Different kinds of cancers present particular types of challenges to researchers seeking improved treatments. Not all are amenable to surgery and cancerous cells at the heart of solid tumours are very hard to reach with standard anti-cancer drug delivery methods. Tumours contain relatively few, and rather disorganised, blood vessels making drug delivery inefficient. To kill the cells drugs have to diffuse long distances away from the blood vessels into a more acidic, low-oxygen environment. The chemistry of most drugs is not compatible with this sort of environment. Work done by Dr Natsuho Yamamoto, Dr Nicole Bryce and Prof. Trevor Hambley at the University of Sydney tackles this problem by turning these properties to advantage. They designed prodrugs (inactive forms of drugs made active by particular bodily processes) that can diffuse readily throughout the tumour and be taken up preferentially by cells in the acidic, low oxygen conditions in the heart of these tumours. This work was published recently in the Journal of Medicinal Chemistry.

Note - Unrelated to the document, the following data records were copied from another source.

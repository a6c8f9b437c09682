//! Rendered result of a calculation.

use super::ipv4::format_addr;
use super::subnet::Subnet;
use serde::{Deserialize, Serialize};
use std::fmt;

/// Display labels, in output order.
pub const LABELS: [&str; 6] = [
    "Mask",
    "Network",
    "First usable",
    "Last usable",
    "Broadcast",
    "Hosts",
];

/// The five derived addresses as dotted quads plus the usable host count.
#[derive(Serialize, Deserialize, Debug, Clone, PartialEq, Eq)]
pub struct SubnetReport {
    pub mask: String,
    pub network: String,
    pub first_usable: String,
    pub last_usable: String,
    pub broadcast: String,
    /// `2^(32 - prefix) - 2`; `0` for /31 and `-1` for /32.
    pub total_hosts: i64,
}

impl SubnetReport {
    /// `false` for /31 and /32, where first and last usable are raw arithmetic only.
    pub fn has_usable_range(&self) -> bool {
        self.total_hosts > 0
    }

    /// Label/value pairs in [`LABELS`] order.
    pub fn rows(&self) -> [(&'static str, String); 6] {
        [
            (LABELS[0], self.mask.clone()),
            (LABELS[1], self.network.clone()),
            (LABELS[2], self.first_usable.clone()),
            (LABELS[3], self.last_usable.clone()),
            (LABELS[4], self.broadcast.clone()),
            (LABELS[5], self.total_hosts.to_string()),
        ]
    }
}

impl From<&Subnet> for SubnetReport {
    fn from(subnet: &Subnet) -> Self {
        SubnetReport {
            mask: format_addr(subnet.mask),
            network: format_addr(subnet.network),
            first_usable: format_addr(subnet.first_usable),
            last_usable: format_addr(subnet.last_usable),
            broadcast: format_addr(subnet.broadcast),
            total_hosts: subnet.total_hosts,
        }
    }
}

impl fmt::Display for SubnetReport {
    fn fmt(&self, f: &mut fmt::Formatter<'_>) -> fmt::Result {
        for (label, value) in self.rows() {
            writeln!(f, "{:<14}{value}", format!("{label}:"))?;
        }
        Ok(())
    }
}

The approach was to design a weakly acidic prodrug that would be complexed with cobalt(III) as a chaperone to form stable and inert complexes that can travel safely through the bloodstream. Once the complex reaches the reducing, low pH environment in the tumour, the cobalt(III) releases the active form of the drug. Fine-tuning the prodrug’s behaviour was achieved by associating it with a variety of negatively charged ancillary molecules.
As a model to test this system the team used a fluorescently labelled drug in the complex with cobalt. Conveniently, in this state, the fluorescence is quenched making it easy to tell if it has been released from the complex. Through the use of live-cell imaging in the AMMRF at the University of Sydney Drs Yamamoto and Bryce showed that uptake of the drug into cultured colorectal cancer cells was dependent on the precise pH of the cellular environment. Also, three-dimensional clusters of tumour cells around 700μm in diameter, called spheroids, mimic solid tumours. They enabled the researchers to demonstrate that the most negatively charged cobalt-chaperoned complexes moved most efficiently to the hypoxic centres of the spheroids. The negatively charged complexes cannot be taken up by the outer layers of cells. However, once they reach the acidic centre, the charge on the complex changes, the labelled drug is released and can now be taken up by the hypoxic cells.
This work demonstrates that it is possible to effectively deliver cytotoxic drugs to attack currently difficult-to-treat and highly malignant tumours through manipulation of the chemistry of cobalt-chaperoned complexes.